Alerting & Auto-Investigation

When an alert fires, Nudgebee can run a small list of "actions" automatically — gathering logs, fetching cloud metrics, snapshotting database queries, hitting an internal API — and attach the results to the alert as evidence. The LLM then writes the root cause analysis with all of that context already in hand.

You set this up once, on the alert. After that, every time the alert fires, the same investigation happens automatically.

What you can do with this

A few real examples:

A pod keeps crash-looping. Auto-fetch the last 1,000 log lines, the recent Kubernetes events, and a memory graph for the alert window.
An RDS instance hits high CPU. Auto-pull the CloudWatch metrics, the instance configuration, and a pg_stat_activity snapshot of which queries were running.
A Datadog monitor flags slow checkout. Auto-pull the service dependency map and recent traces around the incident, plus a health check on the upstream service.

None of these require any custom code or workflow. Each is two or three clicks in the alert editor.

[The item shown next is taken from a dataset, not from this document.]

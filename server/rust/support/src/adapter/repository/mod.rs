pub mod credential_in_memory;

pub use credential_in_memory::InMemoryCredentialStore;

Works for any alert source

This works for alerts you create in Nudgebee (Prometheus rules) and for alerts forwarded from any of the integrations Nudgebee accepts via webhook: Datadog, New Relic, Dynatrace, Splunk, SolarWinds, Grafana, GCP Cloud Monitoring, Azure Monitor, PagerDuty, Zenduty, ServiceNow, or the generic webhook (used for AWS CloudWatch via SNS, or any other source). The flow is the same in every case.

Where to find it

Open the cloud or cluster account from the top-right account picker, then go to the Alert Manager tab.

AlertManager listing

Every alert Nudgebee knows about is listed here — Prometheus rules you authored, plus alerts forwarded from external sources. From any row you can edit the alert, attach actions to it, or pause it.

Set it up in three steps

The alert editor is a short wizard. The first two steps are about the alert itself (what it's called, what triggers it). The third — Add Actions — is the auto-investigation part.

1. Alert configuration

Give the alert a name, severity, and short summary. The name is what Nudgebee uses to remember which actions belong to which alert, so pick something stable.

If the alert came in from an external source (Datadog, New Relic, an AWS / GCP / Azure alarm forwarded via webhook, etc.), the alert entry is created automatically when it first fires — open the existing row in Alert Manager and go straight to Add Actions.

2. Triggering condition

For Prometheus rules created in Nudgebee, this is where you write the PromQL and choose how long the condition must hold (the for: window) before the alert fires.

For external alerts, the trigger condition lives in the originating system (Datadog, CloudWatch, …) — Nudgebee just records the alert when the source notifies it.

3. Add actions

This is where the auto-investigation gets configured.

Adding an action to an alert

Click Select Action to Add.
Type to filter — there are dozens of actions, scoped to what the alert is about. (Pod actions for pod alerts, cloud actions for cloud alarms, and so on.)
Pick one. A panel opens with its parameters — fill them in.
Add as many actions as you want. They run in the order you list them — drag the handle on the left to reorder.
Save the alert.

Multiple actions stacked on one alert

That's it. Next time the alert fires, every action runs and its output lands on the event as evidence before the LLM analyses it. The result, in the Troubleshoot view:

Evidence cards on a fired event

Each action becomes a tab on the event — the LLM has all of them in context when it produces the root-cause analysis at the top.

What goes well with what

A starting menu for picking actions:

If the alert is about…	Useful actions to attach
A Kubernetes pod	Pod logs, pod events, CPU/memory graphs, OOM analyzer, pod issue investigator
A node	Node CPU breakdown, disk analyzer, running pods, allocatable resources
A deployment / job / DaemonSet	Deployment events, job pod info, DaemonSet status, resource YAML
An AWS / GCP / Azure resource (CloudWatch alarm, Cloud Monitoring alert, Azure Monitor alert)	Cloud metrics, cloud logs, cloud resource lookup, service map, cloud CLI
A Datadog or New Relic monitor (forwarded by webhook)	Get monitor details (Datadog only), traces dependency map, query traces / logs
An alert from any source where you have Signoz / Chronosphere as your trace or log backend	Traces dependency map, Signoz logs query, Chronosphere traces query
Anything you want to look up yourself	Database query (proxy), HTTP request (proxy), SSH command, kubectl, run a custom container

The full list, with every parameter, lives in the Playbook Catalog. You don't need to read it cover-to-cover — search for an action name in the editor and it'll surface there.

Real examples

High DB CPU — capture the running queries

When HighDBCPU fires for one of your Postgres instances, the most useful thing for the LLM to know is what was running at the moment of the spike. So we capture pg_stat_activity.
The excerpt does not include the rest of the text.